Michael Jordan Was Sick of ‘Babying Rodman’ and ‘Couldn’t Stand’ Playing With Pippen

The 1998 NBA season was Jordan's last as a member of the Chicago Bulls. Did the Last Dance explain the truth?

Let’s not kid ourselves here.

The Last Dance was a game-changer (pun intended), and we all gained a lot of insight about arguably the greatest basketball player of all time. Watching Michael Jordan’s 13.5 year career span over a ten-episode documentary was a thing of captivating beauty during this worldwide pandemic that has all of us locked up at the house.

But while I believe that 95% of what Jordan echoed during the documentary was true, there seemed to be some desultory moments in it that have been challenged by respected journalists that either had great knowledge of Jordan and the Chicago Bulls, or covered them during that time in the 90’s.

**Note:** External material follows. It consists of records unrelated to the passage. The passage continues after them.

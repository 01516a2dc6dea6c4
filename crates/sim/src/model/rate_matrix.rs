//! Generator (rate) matrices of continuous-time Markov substitution processes.
//!
//! A generator `Q` is derived from a symmetric exchangeability matrix `S` and
//! a stationary distribution `π`:
//!
//! ```text
//! Q[i][j] = S[i][j] * π[j]          (i != j)
//! Q[i][i] = -Σ_{j != i} Q[i][j]
//! ```
//!
//! so off-diagonal entries are non-negative and every row sums to zero. The
//! transition probability matrix over a branch of length `t` is `expm(Q·t)`.
//!
//! Everything in this module is a pure function of its inputs.

use nalgebra::{DMatrix, DVector};

use crate::base::Alphabet;
use crate::errors::ModelError;

/// Symmetric matrix of relative exchange rates with zero diagonal.
pub type ExchangeabilityMatrix = DMatrix<f64>;

/// Equilibrium state frequencies; non-negative and summing to one.
pub type StationaryDistribution = DVector<f64>;

/// Generator matrix `Q`; rows sum to zero.
pub type RateMatrix = DMatrix<f64>;

/// Transition probability matrix `P(t) = expm(Q·t)`; rows sum to one.
pub type TransitionMatrix = DMatrix<f64>;

/// Absolute tolerance on the sum of a stationary distribution.
pub const DISTRIBUTION_TOLERANCE: f64 = 1e-8;

/// Absolute tolerance for symmetry of the exchangeability matrix.
const SYMMETRY_TOLERANCE: f64 = 1e-10;

/// Build the generator matrix from exchangeabilities and stationary frequencies.
///
/// # Errors
/// - [`ModelError::DimensionMismatch`] if the matrix is not square or its
///   size differs from the length of the distribution.
/// - [`ModelError::InvalidDistribution`] if the distribution has negative
///   entries or does not sum to one within [`DISTRIBUTION_TOLERANCE`].
/// - [`ModelError::InvalidParameter`] if the exchangeabilities are negative,
///   asymmetric or have a non-zero diagonal.
pub fn build_generator(
    exchangeability: &ExchangeabilityMatrix,
    stationary: &StationaryDistribution,
) -> Result<RateMatrix, ModelError> {
    check_shapes("rate matrix", stationary.len(), exchangeability, stationary)?;
    check_distribution("rate matrix", stationary)?;
    check_exchangeability("rate matrix", exchangeability)?;
    Ok(generator_unchecked(exchangeability, stationary))
}

/// Validate the parts of a model against its alphabet.
///
/// This is the full set of checks run when a substitution model is built; it
/// adds the alphabet checks to those of [`build_generator`].
pub(crate) fn validate_parts(
    name: &str,
    alphabet: Alphabet,
    exchangeability: &ExchangeabilityMatrix,
    stationary: &StationaryDistribution,
) -> Result<(), ModelError> {
    if !alphabet.is_standard() {
        return Err(ModelError::UnsupportedAlphabet(alphabet));
    }
    check_shapes(name, alphabet.size(), exchangeability, stationary)?;
    check_distribution(name, stationary)?;
    check_exchangeability(name, exchangeability)
}

/// Generator without validation; callers guarantee the invariants.
pub(crate) fn generator_unchecked(
    exchangeability: &ExchangeabilityMatrix,
    stationary: &StationaryDistribution,
) -> RateMatrix {
    let k = stationary.len();
    let mut q = DMatrix::zeros(k, k);
    for i in 0..k {
        let mut row_sum = 0.0;
        for j in 0..k {
            if i != j {
                let rate = exchangeability[(i, j)] * stationary[j];
                q[(i, j)] = rate;
                row_sum += rate;
            }
        }
        q[(i, i)] = -row_sum;
    }
    q
}

/// Expected number of substitutions per unit time at equilibrium:
/// `-Σ_i π_i Q_ii`.
pub fn total_rate(generator: &RateMatrix, stationary: &StationaryDistribution) -> f64 {
    -stationary
        .iter()
        .enumerate()
        .map(|(i, &p)| p * generator[(i, i)])
        .sum::<f64>()
}

/// Transition probabilities over a branch of length `t`: `expm(Q·t)`.
///
/// # Errors
/// Returns [`ModelError::InvalidParameter`] if `t` is negative or not finite.
pub fn transition_probabilities(generator: &RateMatrix, t: f64) -> Result<TransitionMatrix, ModelError> {
    if !t.is_finite() || t < 0.0 {
        return Err(ModelError::InvalidParameter(format!(
            "branch length must be finite and non-negative, got {t}"
        )));
    }
    if t == 0.0 {
        return Ok(DMatrix::identity(generator.nrows(), generator.ncols()));
    }
    Ok((generator * t).exp())
}

fn check_shapes(
    name: &str,
    k: usize,
    exchangeability: &ExchangeabilityMatrix,
    stationary: &StationaryDistribution,
) -> Result<(), ModelError> {
    let mismatch = |found: usize| ModelError::DimensionMismatch {
        model: name.to_string(),
        expected: k,
        found,
    };
    if stationary.len() != k {
        return Err(mismatch(stationary.len()));
    }
    if exchangeability.nrows() != k {
        return Err(mismatch(exchangeability.nrows()));
    }
    if exchangeability.ncols() != k {
        return Err(mismatch(exchangeability.ncols()));
    }
    Ok(())
}

fn check_distribution(name: &str, stationary: &StationaryDistribution) -> Result<(), ModelError> {
    let invalid = |reason: String| ModelError::InvalidDistribution {
        model: name.to_string(),
        reason,
    };
    if let Some((i, p)) = stationary
        .iter()
        .enumerate()
        .find(|(_, p)| !p.is_finite() || **p < 0.0)
    {
        return Err(invalid(format!("entry {i} is {p}")));
    }
    let sum = stationary.sum();
    if (sum - 1.0).abs() > DISTRIBUTION_TOLERANCE {
        return Err(invalid(format!("frequencies sum to {sum}")));
    }
    Ok(())
}

fn check_exchangeability(name: &str, exchangeability: &ExchangeabilityMatrix) -> Result<(), ModelError> {
    let k = exchangeability.nrows();
    for i in 0..k {
        if exchangeability[(i, i)] != 0.0 {
            return Err(ModelError::InvalidParameter(format!(
                "model '{name}': exchangeability diagonal entry {i} is {} (must be zero)",
                exchangeability[(i, i)]
            )));
        }
        for j in (i + 1)..k {
            let (a, b) = (exchangeability[(i, j)], exchangeability[(j, i)]);
            if !a.is_finite() || !b.is_finite() || a < 0.0 {
                return Err(ModelError::InvalidParameter(format!(
                    "model '{name}': exchangeability ({i}, {j}) is {a}"
                )));
            }
            if (a - b).abs() > SYMMETRY_TOLERANCE * a.abs().max(1.0) {
                return Err(ModelError::InvalidParameter(format!(
                    "model '{name}': exchangeability matrix is not symmetric at ({i}, {j})"
                )));
            }
        }
    }
    Ok(())
}
use anyhow::{Context, Result};
use std::fs;
use std::io::{self, Write};

use crate::args::SimulateArgs;
use crate::commands::export;
use crate::printing::{print_run_parameters, print_run_summary};
use crate::utils::load_config;

pub fn simulate(args: &SimulateArgs, quiet: bool) -> Result<()> {
    let config = load_config(&args.config, &args.overrides)?;
    let sim = config
        .clone()
        .into_builder()
        .context("Failed to build the model")?
        .build()
        .context("Invalid simulation settings")?;

    // With FASTA on stdout, the report goes to stderr.
    let mut report: Box<dyn Write> = match (&args.output, quiet) {
        (_, true) => Box::new(io::sink()),
        (Some(_), false) => Box::new(io::stdout()),
        (None, false) => Box::new(io::stderr()),
    };
    print_run_parameters(&mut report, &config, &sim)?;

    let output = sim.run().context("Simulation failed")?;

    let records = export::records(&output, sim.tree(), args.ancestors);
    let mut fasta = Vec::new();
    export::write_fasta(&mut fasta, output.alignment.alphabet(), &records, args.line_width)?;

    // The file is only created once the whole alignment exists.
    match &args.output {
        Some(path) => {
            fs::write(path, &fasta)
                .with_context(|| format!("Failed to write {}", path.display()))?;
            print_run_summary(&mut report, &output)?;
            writeln!(report, "✓ Alignment written to: {}", path.display())?;
        }
        None => {
            io::stdout().write_all(&fasta)?;
            print_run_summary(&mut report, &output)?;
        }
    }

    Ok(())
}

Sam Smith, author of The Jordan Rules, and a prominent guest in the documentary, wrote that the real reason Jordan retired after the 1998 NBA finals, was that he was exhausted. This was corroborated by teammate B.J. Armstrong  and even Jordan himself during his 1999 retirement speech. But Smith ventured further:

“He couldn’t stand playing with Scottie Pippen anymore. He was furious at Pippen for again missing a final game of the playoffs, as with the migrane episode of 1990. He was sick of all the injuries, still upset Pippen elected to have surgery just as training camp was to begin and wouldn’t rejoin the team until midseason, sticking Jordan with Dennis Rodman. He was sick of Luc Longley and all the dropped passes.¬†

He was also sick of babying Rodman. Jordan ran into Rodman recently and they talked at length. Later, Jordan confided to a friend he was amazed you could talk to Rodman. Back then, Jordan never did. I remember him saying when he had to talk to Rodman he’d grab him by the temples, plead for Rodman to look him in the eye and then tell Rodman what to do. Jordan said it was how he talked to his eight year old.”

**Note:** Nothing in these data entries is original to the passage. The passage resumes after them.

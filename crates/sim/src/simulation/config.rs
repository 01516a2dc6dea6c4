//! Run configuration.
//!
//! A [`RunConfig`] describes a complete simulation run and can be read from
//! JSON, so a run can be reproduced from a single file:
//!
//! ```json
//! {
//!   "tree": {"value": {"label": "root"}, "children": [
//!     {"value": {"label": "A", "branch_length": 0.1}},
//!     {"value": {"label": "B", "branch_length": 0.2}}
//!   ]},
//!   "model": {"type": "hky", "kappa": 2.0, "frequencies": [0.1, 0.2, 0.3, 0.4]},
//!   "gamma": {"categories": 4, "shape": 0.5},
//!   "sites": 1000,
//!   "seed": [1, 2, 3]
//! }
//! ```

use std::fs;
use std::path::Path;

use nalgebra::{DMatrix, DVector};
use serde::{Deserialize, Serialize};

use crate::base::Alphabet;
use crate::errors::{ConfigError, ModelError};
use crate::model::gamma::DEFAULT_TOLERANCE;
use crate::model::{MixtureComponent, MixtureModel, PhyloModel, SubstitutionModel};
use crate::simulation::builder::{SimulationBuilder, DEFAULT_SITES};
use crate::tree::{Node, Tree};

/// Description of a model, resolved by [`ModelSpec::build`].
#[derive(Debug, Clone, PartialEq, Serialize, Deserialize)]
#[serde(tag = "type", rename_all = "snake_case")]
pub enum ModelSpec {
    Jc,
    F81 {
        frequencies: Vec<f64>,
    },
    Hky {
        kappa: f64,
        frequencies: Vec<f64>,
    },
    Gtr4 {
        /// A↔C, A↔G, A↔T, C↔G, C↔T, G↔T.
        rates: [f64; 6],
        frequencies: Vec<f64>,
    },
    Poisson,
    PoissonCustom {
        frequencies: Vec<f64>,
    },
    Custom {
        alphabet: Alphabet,
        name: String,
        #[serde(default)]
        params: Vec<f64>,
        /// Row-major `k×k` matrix.
        exchangeability: Vec<Vec<f64>>,
        frequencies: Vec<f64>,
        #[serde(default = "default_normalize")]
        normalize: bool,
    },
    Mixture {
        name: String,
        components: Vec<ComponentSpec>,
    },
}

/// One weighted component of a mixture specification.
#[derive(Debug, Clone, PartialEq, Serialize, Deserialize)]
pub struct ComponentSpec {
    pub weight: f64,
    pub model: ModelSpec,
}

/// Discrete gamma rate heterogeneity settings.
#[derive(Debug, Clone, PartialEq, Serialize, Deserialize)]
pub struct GammaSpec {
    pub categories: usize,
    pub shape: f64,
    #[serde(default = "default_tolerance")]
    pub tolerance: f64,
}

/// A complete simulation run.
#[derive(Debug, Clone, PartialEq, Serialize, Deserialize)]
pub struct RunConfig {
    pub tree: Tree<Node>,
    pub model: ModelSpec,
    #[serde(default, skip_serializing_if = "Option::is_none")]
    pub gamma: Option<GammaSpec>,
    #[serde(default = "default_sites")]
    pub sites: usize,
    #[serde(default, skip_serializing_if = "Option::is_none")]
    pub seed: Option<Vec<u32>>,
    #[serde(default, skip_serializing_if = "Option::is_none")]
    pub chunks: Option<usize>,
}

fn default_normalize() -> bool {
    true
}

fn default_tolerance() -> f64 {
    DEFAULT_TOLERANCE
}

fn default_sites() -> usize {
    DEFAULT_SITES
}

impl GammaSpec {
    pub fn new(categories: usize, shape: f64) -> Self {
        Self {
            categories,
            shape,
            tolerance: DEFAULT_TOLERANCE,
        }
    }
}

impl ModelSpec {
    /// Resolve the specification into a model.
    pub fn build(&self) -> Result<PhyloModel, ModelError> {
        match self {
            Self::Mixture { name, components } => {
                let components = components
                    .iter()
                    .map(|c| Ok(MixtureComponent::new(c.weight, c.model.build_single()?)))
                    .collect::<Result<Vec<_>, ModelError>>()?;
                Ok(PhyloModel::Mixture(MixtureModel::new(name.clone(), components)?))
            }
            other => Ok(PhyloModel::Single(other.build_single()?)),
        }
    }

    fn build_single(&self) -> Result<SubstitutionModel, ModelError> {
        match self {
            Self::Jc => SubstitutionModel::jc(),
            Self::F81 { frequencies } => SubstitutionModel::f81(frequencies),
            Self::Hky { kappa, frequencies } => SubstitutionModel::hky(*kappa, frequencies),
            Self::Gtr4 { rates, frequencies } => SubstitutionModel::gtr4(*rates, frequencies),
            Self::Poisson => SubstitutionModel::poisson(),
            Self::PoissonCustom { frequencies } => SubstitutionModel::poisson_custom(frequencies),
            Self::Custom {
                alphabet,
                name,
                params,
                exchangeability,
                frequencies,
                normalize,
            } => {
                let k = frequencies.len();
                if let Some(row) = exchangeability.iter().find(|row| row.len() != k) {
                    return Err(ModelError::DimensionMismatch {
                        model: name.clone(),
                        expected: k,
                        found: row.len(),
                    });
                }
                let matrix = DMatrix::from_fn(exchangeability.len(), k, |i, j| exchangeability[i][j]);
                let stationary = DVector::from_row_slice(frequencies);
                if *normalize {
                    SubstitutionModel::new(*alphabet, name.clone(), params.clone(), stationary, matrix)
                } else {
                    SubstitutionModel::unnormalized(*alphabet, name.clone(), params.clone(), stationary, matrix)
                }
            }
            Self::Mixture { name, .. } => Err(ModelError::InvalidParameter(format!(
                "mixture '{name}' cannot be a component of another mixture"
            ))),
        }
    }
}

impl RunConfig {
    pub fn from_json_str(json: &str) -> Result<Self, ConfigError> {
        Ok(serde_json::from_str(json)?)
    }

    pub fn from_path(path: impl AsRef<Path>) -> Result<Self, ConfigError> {
        let path = path.as_ref();
        let json = fs::read_to_string(path).map_err(|source| ConfigError::Io {
            path: path.display().to_string(),
            source,
        })?;
        Self::from_json_str(&json)
    }

    /// The model of the run, gamma-expanded if requested.
    pub fn build_model(&self) -> Result<PhyloModel, ModelError> {
        let model = self.model.build()?;
        match &self.gamma {
            Some(gamma) => model.expand_gamma(gamma.categories, gamma.shape, gamma.tolerance),
            None => Ok(model),
        }
    }

    /// A builder with every setting of this configuration applied.
    pub fn into_builder(self) -> Result<SimulationBuilder, ConfigError> {
        let mut builder = SimulationBuilder::new()
            .model(self.build_model()?)
            .tree(self.tree)
            .sites(self.sites);
        if let Some(seed) = self.seed {
            builder = builder.seed(seed);
        }
        if let Some(chunks) = self.chunks {
            builder = builder.chunks(chunks);
        }
        Ok(builder)
    }
}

Due to a back injury, Scottie Pippen only played 25:43 in the pivotal close out game six against the Utah Jazz in the 1998 NBA Playoffs, so it totally makes sense why Jordan would have been perplexed by that. Even more perplexing is that Pippen only averaged 15.7 points that particular series, but I mean c’mon…. really Mike?

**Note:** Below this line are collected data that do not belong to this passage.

use core::fmt;

use serde::{Deserialize, Serialize};

/// The closed set of character alphabets known to the crate.
///
/// An alphabet fixes the number of states `k` of every matrix and vector tied
/// to a model, and the mapping between state indices and characters. Only the
/// two fully resolved alphabets ([`Alphabet::Dna`] and [`Alphabet::Protein`])
/// can carry a substitution model; the extended and IUPAC variants exist so
/// that callers can name them and get a proper rejection.
#[derive(Debug, Clone, Copy, PartialEq, Eq, Hash, Serialize, Deserialize)]
#[serde(rename_all = "snake_case")]
pub enum Alphabet {
    /// Nucleotides A, C, G, T.
    Dna,
    /// Nucleotides plus unknown and gap.
    DnaX,
    /// Nucleotides with IUPAC ambiguity codes.
    DnaI,
    /// The twenty standard amino acids.
    Protein,
    /// Amino acids plus unknown and gap.
    ProteinX,
    /// Amino acids plus unknown, gap and stop.
    ProteinS,
    /// Amino acids with IUPAC ambiguity codes.
    ProteinI,
}

const DNA: &[u8] = b"ACGT";
const DNA_X: &[u8] = b"ACGTN-";
const DNA_I: &[u8] = b"ACGTUWSMKRYBDHVN-?";
const PROTEIN: &[u8] = b"ACDEFGHIKLMNPQRSTVWY";
const PROTEIN_X: &[u8] = b"ACDEFGHIKLMNPQRSTVWYX-";
const PROTEIN_S: &[u8] = b"ACDEFGHIKLMNPQRSTVWYX-*";
const PROTEIN_I: &[u8] = b"ACDEFGHIKLMNPQRSTVWYBJZX-*?";

impl Alphabet {
    /// Characters of the alphabet; the position of a character is its state index.
    #[inline]
    pub const fn characters(self) -> &'static [u8] {
        match self {
            Self::Dna => DNA,
            Self::DnaX => DNA_X,
            Self::DnaI => DNA_I,
            Self::Protein => PROTEIN,
            Self::ProteinX => PROTEIN_X,
            Self::ProteinS => PROTEIN_S,
            Self::ProteinI => PROTEIN_I,
        }
    }

    /// Number of states.
    #[inline]
    pub const fn size(self) -> usize {
        self.characters().len()
    }

    /// Whether a generator matrix can be built over this alphabet.
    #[inline]
    pub const fn is_standard(self) -> bool {
        matches!(self, Self::Dna | Self::Protein)
    }

    /// Character for a state index.
    #[inline]
    pub fn character(self, index: u8) -> Option<char> {
        self.characters().get(index as usize).map(|&b| b as char)
    }

    /// State index for a character (case-insensitive).
    pub fn index(self, c: char) -> Option<u8> {
        let upper = c.to_ascii_uppercase();
        self.characters()
            .iter()
            .position(|&b| b as char == upper)
            .map(|i| i as u8)
    }

    /// Human-readable name.
    pub const fn name(self) -> &'static str {
        match self {
            Self::Dna => "DNA (nucleotides)",
            Self::DnaX => "DNAX (nucleotides; including gaps)",
            Self::DnaI => "DNAI (nucleotides; including gaps and IUPAC codes)",
            Self::Protein => "Protein (amino acids)",
            Self::ProteinX => "ProteinX (amino acids; including gaps)",
            Self::ProteinS => "ProteinS (amino acids; including gaps and stops)",
            Self::ProteinI => "ProteinI (amino acids; including gaps, stops and IUPAC codes)",
        }
    }
}

impl fmt::Display for Alphabet {
    fn fmt(&self, f: &mut fmt::Formatter<'_>) -> fmt::Result {
        f.write_str(self.name())
    }
}

#[cfg(test)]
mod tests {
    use super::*;

    #[test]
    fn test_alphabet_sizes() {
        assert_eq!(Alphabet::Dna.size(), 4);
        assert_eq!(Alphabet::Protein.size(), 20);
        assert!(Alphabet::DnaX.size() > Alphabet::Dna.size());
        assert!(Alphabet::ProteinI.size() > Alphabet::ProteinS.size());
    }

    #[test]
    fn test_alphabet_is_standard() {
        assert!(Alphabet::Dna.is_standard());
        assert!(Alphabet::Protein.is_standard());
        assert!(!Alphabet::DnaX.is_standard());
        assert!(!Alphabet::DnaI.is_standard());
        assert!(!Alphabet::ProteinX.is_standard());
        assert!(!Alphabet::ProteinS.is_standard());
        assert!(!Alphabet::ProteinI.is_standard());
    }

    #[test]
    fn test_alphabet_character_index() {
        let dna = Alphabet::Dna;
        assert_eq!(dna.character(0), Some('A'));
        assert_eq!(dna.character(3), Some('T'));
        assert_eq!(dna.character(4), None);
        assert_eq!(dna.index('g'), Some(2));
        assert_eq!(dna.index('N'), None);

        let protein = Alphabet::Protein;
        for (i, &c) in protein.characters().iter().enumerate() {
            assert_eq!(protein.index(c as char), Some(i as u8));
        }
    }

    #[test]
    fn test_standard_prefix_is_shared() {
        // Extended alphabets keep the resolved characters at the same indices.
        assert_eq!(&Alphabet::DnaX.characters()[..4], Alphabet::Dna.characters());
        assert_eq!(
            &Alphabet::ProteinS.characters()[..20],
            Alphabet::Protein.characters()
        );
    }

    #[test]
    fn test_alphabet_serde_names() {
        let json = serde_json::to_string(&Alphabet::ProteinX).unwrap();
        assert_eq!(json, "\"protein_x\"");
        let back: Alphabet = serde_json::from_str("\"dna\"").unwrap();
        assert_eq!(back, Alphabet::Dna);
    }
}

Rodman’s unpredictability would piss anyone off; I mean the dude wrestled Hulk Hogan during the NBA playoffs for Christ sake. But Pip was as reliable as anyone could ask, and a tremendous second offensive option to Jordan, whose defensive skills rivaled only Jordan’s.

Anyway, I suppose Jordan is the only one who sincerely knows why he left the game. And despite Jordan’s legendarily, raw personality and authenticity, I just don’t think we got that answer from him during The Last Dance.